Look through the lines below; wherever the word "crate" appears, copy that line.

==============================

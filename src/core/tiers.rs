/// Tier transitions — moving a character from minimal to balanced to
/// detailed.
///
/// A transition asks a [`Synthesizer`] for the payload the next tier needs,
/// checks it, and commits it in one step. Any failure hands back the input
/// character untouched.
use chrono::{DateTime, Utc};
use serde_json::Value;
use std::fmt;
use thiserror::Error;

use crate::core::emptiness::{is_empty_text, is_empty_value};
use crate::schema::character::{
    Authorship, BalancedProfile, Character, ComplexityTier, DetailedProfile, ModelError,
};

#[derive(Debug, Clone, PartialEq, Error)]
pub enum SynthesisError {
    #[error("not enough source material to elaborate '{0}'")]
    InsufficientSource(String),
    #[error("synthesizer unavailable: {0}")]
    Unavailable(String),
}

#[derive(Debug, Clone, PartialEq, Error)]
pub enum TransitionError {
    #[error("{transition} expects a {expected:?} character, got {actual:?}")]
    WrongTier {
        transition: Transition,
        expected: ComplexityTier,
        actual: ComplexityTier,
    },
    #[error("synthesis failed: {0}")]
    Synthesis(#[from] SynthesisError),
    #[error("synthesized profile is missing required fields: {0:?}")]
    IncompleteProfile(Vec<String>),
    #[error("character model violated: {0}")]
    Model(#[from] ModelError),
    #[error("{0:?} is the highest tier")]
    AlreadyAtTop(ComplexityTier),
}

/// The two forward steps between tiers. There are no skips and no way back.
#[derive(Debug, Clone, Copy, PartialEq, Eq, Hash)]
pub enum Transition {
    MinimalToBalanced,
    BalancedToDetailed,
}

impl Transition {
    pub fn from(&self) -> ComplexityTier {
        match self {
            Self::MinimalToBalanced => ComplexityTier::Minimal,
            Self::BalancedToDetailed => ComplexityTier::Balanced,
        }
    }

    pub fn to(&self) -> ComplexityTier {
        match self {
            Self::MinimalToBalanced => ComplexityTier::Balanced,
            Self::BalancedToDetailed => ComplexityTier::Detailed,
        }
    }

    /// The transition leaving `tier`, if any.
    pub fn from_tier(tier: ComplexityTier) -> Option<Transition> {
        match tier {
            ComplexityTier::Minimal => Some(Self::MinimalToBalanced),
            ComplexityTier::Balanced => Some(Self::BalancedToDetailed),
            ComplexityTier::Detailed => None,
        }
    }

    pub fn name(&self) -> &'static str {
        match self {
            Self::MinimalToBalanced => "minimal-to-balanced",
            Self::BalancedToDetailed => "balanced-to-detailed",
        }
    }
}

impl fmt::Display for Transition {
    fn fmt(&self, f: &mut fmt::Formatter<'_>) -> fmt::Result {
        f.write_str(self.name())
    }
}

/// Inputs a synthesizer may draw on, plus the clock reading stamped on the
/// result.
#[derive(Debug, Clone)]
pub struct TransitionContext {
    pub reference_characters: Vec<Character>,
    pub story_context: Option<String>,
    /// Accept synthesized content without review. Required fields then only
    /// need to be non-blank; otherwise placeholder filler fails the
    /// transition.
    pub auto_accept: bool,
    pub now: DateTime<Utc>,
}

impl TransitionContext {
    pub fn new(now: DateTime<Utc>) -> Self {
        Self {
            reference_characters: Vec::new(),
            story_context: None,
            auto_accept: false,
            now,
        }
    }

    pub fn with_references(mut self, characters: Vec<Character>) -> Self {
        self.reference_characters = characters;
        self
    }

    pub fn with_story_context(mut self, story: impl Into<String>) -> Self {
        self.story_context = Some(story.into());
        self
    }

    pub fn auto_accept(mut self, auto_accept: bool) -> Self {
        self.auto_accept = auto_accept;
        self
    }
}

/// Produces the payload a character needs for its next tier.
///
/// Usually backed by a generation service; see
/// [`crate::core::synthesis::ArchetypeSynthesizer`] for an offline one.
#[cfg_attr(test, mockall::automock)]
pub trait Synthesizer {
    fn balanced_profile(
        &self,
        character: &Character,
        context: &TransitionContext,
    ) -> Result<BalancedProfile, SynthesisError>;

    fn detailed_profile(
        &self,
        character: &Character,
        context: &TransitionContext,
    ) -> Result<DetailedProfile, SynthesisError>;
}

/// Outcome of a transition. On failure `character` is the input, unchanged.
#[derive(Debug, Clone, PartialEq)]
pub struct TransitionResult {
    pub success: bool,
    pub character: Character,
    /// `section.field` paths added or modified, metadata stamps included.
    pub changes: Vec<String>,
    pub error: Option<TransitionError>,
}

impl TransitionResult {
    fn succeeded(character: Character, changes: Vec<String>) -> Self {
        Self {
            success: true,
            character,
            changes,
            error: None,
        }
    }

    fn failed(character: Character, error: TransitionError) -> Self {
        Self {
            success: false,
            character,
            changes: Vec::new(),
            error: Some(error),
        }
    }
}

/// Run `transition` on `character`.
pub fn upgrade<S: Synthesizer + ?Sized>(
    character: &Character,
    transition: Transition,
    context: &TransitionContext,
    synthesizer: &S,
) -> TransitionResult {
    match try_upgrade(character, transition, context, synthesizer) {
        Ok(upgraded) => {
            let changes = changed_fields(character, &upgraded);
            tracing::debug!(
                "Applied {} to '{}': {} fields changed",
                transition,
                character.name,
                changes.len()
            );
            TransitionResult::succeeded(upgraded, changes)
        }
        Err(error) => {
            tracing::warn!("Rejected {} for '{}': {}", transition, character.name, error);
            TransitionResult::failed(character.clone(), error)
        }
    }
}

/// Run the transition leaving the character's current tier.
///
/// A detailed character has nowhere to go and comes back as a failure.
pub fn upgrade_next<S: Synthesizer + ?Sized>(
    character: &Character,
    context: &TransitionContext,
    synthesizer: &S,
) -> TransitionResult {
    match Transition::from_tier(character.tier) {
        Some(transition) => upgrade(character, transition, context, synthesizer),
        None => TransitionResult::failed(
            character.clone(),
            TransitionError::AlreadyAtTop(character.tier),
        ),
    }
}

fn try_upgrade<S: Synthesizer + ?Sized>(
    character: &Character,
    transition: Transition,
    context: &TransitionContext,
    synthesizer: &S,
) -> Result<Character, TransitionError> {
    if character.tier != transition.from() {
        return Err(TransitionError::WrongTier {
            transition,
            expected: transition.from(),
            actual: character.tier,
        });
    }
    character.validate()?;

    let mut upgraded = character.clone();
    match transition {
        Transition::MinimalToBalanced => {
            let profile = synthesizer.balanced_profile(character, context)?;
            check_balanced(&profile, context.auto_accept)?;
            upgraded.balanced = Some(profile);
        }
        Transition::BalancedToDetailed => {
            let profile = synthesizer.detailed_profile(character, context)?;
            profile.check_required_keys()?;
            check_detailed(&profile, context.auto_accept)?;
            upgraded.detailed = Some(profile);
        }
    }

    upgraded.tier = transition.to();
    upgraded.metadata.updated_at = context.now;
    upgraded.metadata.ai_generated = true;
    upgraded.metadata.last_edited_by = Some(Authorship::Automated);
    upgraded.validate()?;
    Ok(upgraded)
}

fn field_missing(value: &str, auto_accept: bool) -> bool {
    if auto_accept {
        value.trim().is_empty()
    } else {
        value.trim().is_empty() || is_empty_text(Some(value))
    }
}

fn check_balanced(profile: &BalancedProfile, auto_accept: bool) -> Result<(), TransitionError> {
    let required = [
        ("balanced.physiology.age", &profile.physiology.age),
        ("balanced.physiology.gender", &profile.physiology.gender),
        ("balanced.physiology.appearance", &profile.physiology.appearance),
        ("balanced.psychology.core_value", &profile.psychology.core_value),
        ("balanced.psychology.want", &profile.psychology.want),
        ("balanced.psychology.need", &profile.psychology.need),
        ("balanced.psychology.primary_flaw", &profile.psychology.primary_flaw),
        ("balanced.backstory", &profile.backstory),
        ("balanced.voice.speech_pattern", &profile.voice.speech_pattern),
    ];
    let missing: Vec<String> = required
        .iter()
        .filter(|(_, value)| field_missing(value, auto_accept))
        .map(|(path, _)| path.to_string())
        .collect();
    if missing.is_empty() {
        Ok(())
    } else {
        Err(TransitionError::IncompleteProfile(missing))
    }
}

fn check_detailed(profile: &DetailedProfile, auto_accept: bool) -> Result<(), TransitionError> {
    if auto_accept {
        return Ok(());
    }
    let mut missing = Vec::new();
    for (kind, section) in profile.sections() {
        for key in kind.required_keys() {
            if section.get(key).map_or(true, |v| is_empty_value(v, &[])) {
                let kind_name = match serde_json::to_value(kind) {
                    Ok(Value::String(s)) => s,
                    _ => format!("{kind:?}").to_lowercase(),
                };
                missing.push(format!("detailed.{kind_name}.{key}"));
            }
        }
    }
    if missing.is_empty() {
        Ok(())
    } else {
        Err(TransitionError::IncompleteProfile(missing))
    }
}

/// `section.field` paths that differ between two versions of a character.
///
/// A section that appears whole is listed field by field, skipping fields
/// left null. Metadata stamps count like any other section.
pub fn changed_fields(before: &Character, after: &Character) -> Vec<String> {
    let (Ok(Value::Object(before)), Ok(Value::Object(after))) =
        (serde_json::to_value(before), serde_json::to_value(after))
    else {
        return Vec::new();
    };

    let mut changes = Vec::new();
    for (key, new_value) in &after {
        let old_value = before.get(key).unwrap_or(&Value::Null);
        if old_value == new_value {
            continue;
        }
        match (old_value, new_value) {
            (Value::Object(old), Value::Object(new)) => {
                for (sub, v) in new {
                    if old.get(sub) != Some(v) {
                        changes.push(format!("{key}.{sub}"));
                    }
                }
                for sub in old.keys().filter(|sub| !new.contains_key(*sub)) {
                    changes.push(format!("{key}.{sub}"));
                }
            }
            (Value::Null, Value::Object(new)) | (Value::Object(new), Value::Null) => {
                changes.extend(
                    new.iter()
                        .filter(|(_, v)| !v.is_null())
                        .map(|(sub, _)| format!("{key}.{sub}")),
                );
            }
            _ => changes.push(key.clone()),
        }
    }
    changes
}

==============================

## EXPECTED OUTPUT
use crate::core::emptiness::{is_empty_text, is_empty_value};
use crate::schema::character::{
/// [`crate::core::synthesis::ArchetypeSynthesizer`] for an offline one.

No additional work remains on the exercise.